Friday, July 31, 2009

The Last Song Syndrome 11: Next To You (The Police), When Physical Presence Is Near Impossible

"You took me over baby, let me find a way." - The Police, "Next To You"

If only I can stretch myself so thin, I would like to be everywhere, be with all the people I want to be with, be in all places where I want to be, all at the same time. But I can't. This song is perfect, just perfect, for me.

Thursday, July 23, 2009

Post-Mortem Lesson 5: What Is It Like?

This is one question I am quite fond of asking. What is it like to be in a particular situation? To be in a less fortunate state? To be confronted with your greatest fear? A good number of times I have been taken as a pessimist, one who looks at the worst possibilities, but for me it is one of my rather perverted means of being able to understand people and situations.

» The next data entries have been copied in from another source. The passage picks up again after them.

//! `OpenAI` provider implementation using the `async-openai` crate.
//!
//! Supports any `OpenAI`-compatible API (`OpenAI`, the Hugging Face
//! inference router, local proxies) via the base URL in [`AgentConfig`].

use std::time::Duration;

use async_openai::Client;
use async_openai::config::OpenAIConfig;
use async_openai::error::OpenAIError;
use async_openai::types::{
    ChatCompletionRequestAssistantMessage, ChatCompletionRequestAssistantMessageContent,
    ChatCompletionRequestMessage, ChatCompletionRequestSystemMessage,
    ChatCompletionRequestSystemMessageContent, ChatCompletionRequestUserMessage,
    ChatCompletionRequestUserMessageContent, CreateChatCompletionRequest, FinishReason, Stop,
};
use async_trait::async_trait;

use crate::agent::config::AgentConfig;
use crate::agent::message::{ChatMessage, ChatRequest, ChatResponse, Role, StopReason, TokenUsage};
use crate::agent::provider::LlmProvider;
use crate::error::GenerationError;

/// `OpenAI`-compatible LLM provider.
///
/// Wraps the `async-openai` client for chat completions. Compatible
/// with any API that follows the `OpenAI` chat completion spec.
pub struct OpenAiProvider {
    client: Client<OpenAIConfig>,
    name: &'static str,
    timeout: Duration,
}

impl OpenAiProvider {
    /// Creates a new provider from agent configuration.
    #[must_use]
    pub fn new(config: &AgentConfig) -> Self {
        let mut openai_config = OpenAIConfig::new().with_api_key(&config.api_key);

        if let Some(ref base_url) = config.base_url {
            openai_config = openai_config.with_api_base(base_url);
        }

        let name = if config.provider == "huggingface" {
            "huggingface"
        } else {
            "openai"
        };

        Self {
            client: Client::with_config(openai_config),
            name,
            timeout: config.timeout,
        }
    }

    /// Converts our message type to the `OpenAI` SDK type.
    fn convert_message(msg: &ChatMessage) -> ChatCompletionRequestMessage {
        match msg.role {
            Role::System => {
                ChatCompletionRequestMessage::System(ChatCompletionRequestSystemMessage {
                    content: ChatCompletionRequestSystemMessageContent::Text(msg.content.clone()),
                    name: None,
                })
            }
            Role::User => ChatCompletionRequestMessage::User(ChatCompletionRequestUserMessage {
                content: ChatCompletionRequestUserMessageContent::Text(msg.content.clone()),
                name: None,
            }),
            Role::Assistant => {
                #[allow(deprecated)]
                ChatCompletionRequestMessage::Assistant(ChatCompletionRequestAssistantMessage {
                    content: Some(ChatCompletionRequestAssistantMessageContent::Text(
                        msg.content.clone(),
                    )),
                    name: None,
                    tool_calls: None,
                    refusal: None,
                    audio: None,
                    function_call: None,
                })
            }
        }
    }

    /// Builds an `OpenAI` chat completion request from our generic request.
    ///
    /// Uses `max_tokens` rather than `max_completion_tokens`, which several
    /// compatible backends (including the Hugging Face router) do not accept.
    #[allow(deprecated)]
    fn build_request(request: &ChatRequest) -> CreateChatCompletionRequest {
        let messages: Vec<_> = request.messages.iter().map(Self::convert_message).collect();

        let stop = if request.stop.is_empty() {
            None
        } else {
            Some(Stop::StringArray(request.stop.clone()))
        };

        CreateChatCompletionRequest {
            model: request.model.clone(),
            messages,
            temperature: request.temperature,
            max_tokens: request.max_tokens,
            stop,
            ..Default::default()
        }
    }
}

/// Normalizes the SDK finish reason.
const fn convert_finish_reason(reason: Option<&FinishReason>) -> StopReason {
    match reason {
        Some(FinishReason::Stop) => StopReason::Stop,
        Some(FinishReason::Length) => StopReason::Length,
        Some(FinishReason::ToolCalls | FinishReason::FunctionCall) => StopReason::ToolCall,
        Some(FinishReason::ContentFilter) => StopReason::ContentFilter,
        None => StopReason::Other,
    }
}

/// Classifies a provider error by its rendered text.
///
/// Context overflow and content-filter rejections are recognized from the
/// error codes and phrasing `OpenAI`-compatible backends use; everything
/// else counts as the backend being unavailable.
fn classify_error(error: &OpenAIError) -> GenerationError {
    classify_message(error.to_string())
}

fn classify_message(message: String) -> GenerationError {
    let lower = message.to_lowercase();
    if lower.contains("context_length_exceeded")
        || lower.contains("maximum context length")
        || lower.contains("context window")
        || lower.contains("too many tokens")
    {
        GenerationError::ContextLengthExceeded { message }
    } else if lower.contains("content_filter")
        || lower.contains("content management policy")
        || lower.contains("content filter")
    {
        GenerationError::ContentFiltered { message }
    } else {
        GenerationError::Unavailable { message }
    }
}

impl std::fmt::Debug for OpenAiProvider {
    fn fmt(&self, f: &mut std::fmt::Formatter<'_>) -> std::fmt::Result {
        f.debug_struct("OpenAiProvider")
            .field("client", &"<async-openai::Client>")
            .field("name", &self.name)
            .field("timeout", &self.timeout)
            .finish()
    }
}

#[async_trait]
impl LlmProvider for OpenAiProvider {
    fn name(&self) -> &'static str {
        self.name
    }

    async fn complete(&self, request: &ChatRequest) -> Result<ChatResponse, GenerationError> {
        let openai_request = Self::build_request(request);

        let response = tokio::time::timeout(self.timeout, self.client.chat().create(openai_request))
            .await
            .map_err(|_| GenerationError::Timeout {
                seconds: self.timeout.as_secs(),
            })?
            .map_err(|e| classify_error(&e))?;

        let Some(choice) = response.choices.first() else {
            return Err(GenerationError::Unavailable {
                message: "response contained no choices".to_string(),
            });
        };

        let stop_reason = convert_finish_reason(choice.finish_reason.as_ref());
        let content = choice.message.content.clone().unwrap_or_default();

        if stop_reason == StopReason::ContentFilter && content.trim().is_empty() {
            return Err(GenerationError::ContentFiltered {
                message: "completion withheld by content filter".to_string(),
            });
        }

        let usage = response
            .usage
            .map_or_else(TokenUsage::default, |u| TokenUsage {
                prompt_tokens: u.prompt_tokens,
                completion_tokens: u.completion_tokens,
                total_tokens: u.total_tokens,
            });

        tracing::debug!(
            provider = self.name,
            model = %request.model,
            prompt_tokens = usage.prompt_tokens,
            completion_tokens = usage.completion_tokens,
            ?stop_reason,
            "completion received"
        );

        Ok(ChatResponse {
            content,
            usage,
            stop_reason,
        })
    }
}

A week ago, I had an in-depth chat with a friend in Second Life. Like me, she has had her fair share of losses: her fiance died, and later on, her husband succumbed to cancer. It was an enriching conversation, to say to the least. She then gave me a link to a video clip. "I think you should watch this," she said in essence, "as this video might give you fresh insights on death from a scientific point of view."

The video in question is that of Jill Bolte Taylor, a brain researcher who herself had a stroke and was witness to her own body's gradual shutdown of functions. She has hence recovered and eventually travelled to give talks mainly on her recovery. I took the liberty of embedding the video. You may visit its source at

Probably the most striking part in the video is when Jill narrated how the right half of her brain struggled with the left, affecting her perception of being "one" with her environment as against being "one", a solitary being. This is an experience where Jill is practically at the brink of death, and stories of people coming from a near-death experience are always very interesting and intriguing.

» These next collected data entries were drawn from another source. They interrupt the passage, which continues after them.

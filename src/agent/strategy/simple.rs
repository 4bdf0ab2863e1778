//! Simple search strategy: one search, one answer.
//!
//! The search result, or a "no search results" marker when it failed,
//! goes into the answer prompt, sent after the rendered transcript. Only a
//! generation error or cancellation fails the invocation.

use super::{AbortReason, Interrupt, Runner, Termination, UNABLE_TO_DETERMINE};
use crate::agent::extractor::{ModelResponse, parse_model_output};
use crate::agent::message::user_message;
use crate::agent::prompt::{NO_SEARCH_RESULTS, build_answer_context};
use crate::agent::strategy::{Query, record_cancelled_search};
use crate::agent::transcript::{Step, Transcript};
use crate::search::SEARCH_TOOL_NAME;

/// Runs the simple search strategy.
pub(crate) async fn run(
    runner: &Runner<'_>,
    query: &Query,
    transcript: &mut Transcript,
) -> Termination {
    let results = if runner.config.max_turns == 0 {
        NO_SEARCH_RESULTS.to_string()
    } else {
        transcript.append(Step::action(SEARCH_TOOL_NAME, query.text()));
        let Some(result) = runner.search(query.text()).await else {
            return record_cancelled_search(transcript);
        };
        let observation = runner.observation(&result);
        let results = match &observation {
            Step::Observation {
                is_error: true,
                content,
            } => {
                tracing::warn!(query = query.text(), "search failed, answering without results");
                format!("{NO_SEARCH_RESULTS} ({content})")
            }
            Step::Observation { content, .. } => content.clone(),
            _ => NO_SEARCH_RESULTS.to_string(),
        };
        transcript.append(observation);
        results
    };

    let context = build_answer_context(query.text(), &results);
    let mut messages = transcript.render();
    messages.push(user_message(
        &runner.prompts.render_answer(query.text(), &context),
    ));

    let raw = match runner.complete(messages, false).await {
        Ok(response) => response.content,
        Err(Interrupt::Cancelled) => return Termination::aborted(AbortReason::Cancelled),
        Err(Interrupt::Generation(e)) => {
            tracing::warn!(error = %e, "answer generation failed");
            return Termination::generation_failed(&e);
        }
    };

    // The answer prompt asks for plain text; honour a marker if one shows up.
    let answer = match parse_model_output(&raw) {
        ModelResponse::Answer { text, .. } => text,
        _ => raw.trim().to_string(),
    };
    let answer = if answer.is_empty() {
        UNABLE_TO_DETERMINE.to_string()
    } else {
        answer
    };

    transcript.append(Step::final_answer(answer.clone()));
    Termination::completed(answer)
}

What is it like, indeed, to approach the end of your life? When you see a good number of people drop one by one like flies, you tend to start wondering yourself. I, for one, am not very religious, but I believe in a Higher Being, and I believe that when a person dies, his energy has to go somewhere. An energy converted to another, if I wish to be nerdy about this.

However, I see little point in being nerdy when it comes to people I care for who have left this physical world. Why rationalise [and hurt myself more in the process]? For me, they cannot be truly gone, they are just somewhere, in a place I cannot physically be in, energy conversion be damned. I guess even Science can support me somehow at this point.

For now, though, it is faith that tells me: the people that I care for are in a better place, in another level of existence, and that I know that I am [still] cared for in return. And that I make this statement regardless of religion, regardless of science.

Tuesday, July 7, 2009

The Last Song Syndrome 10: Manila Girl (Urban Bandits and Put3Ska), Because I Am One

"Manila girl, Manila girl
No walls gonna block you

Nobody's gonna stop you..."

One quintessential Pinoy Punk song turned into a classic Pinoy Ska song. It's all about what I am and what most girls in Manila are.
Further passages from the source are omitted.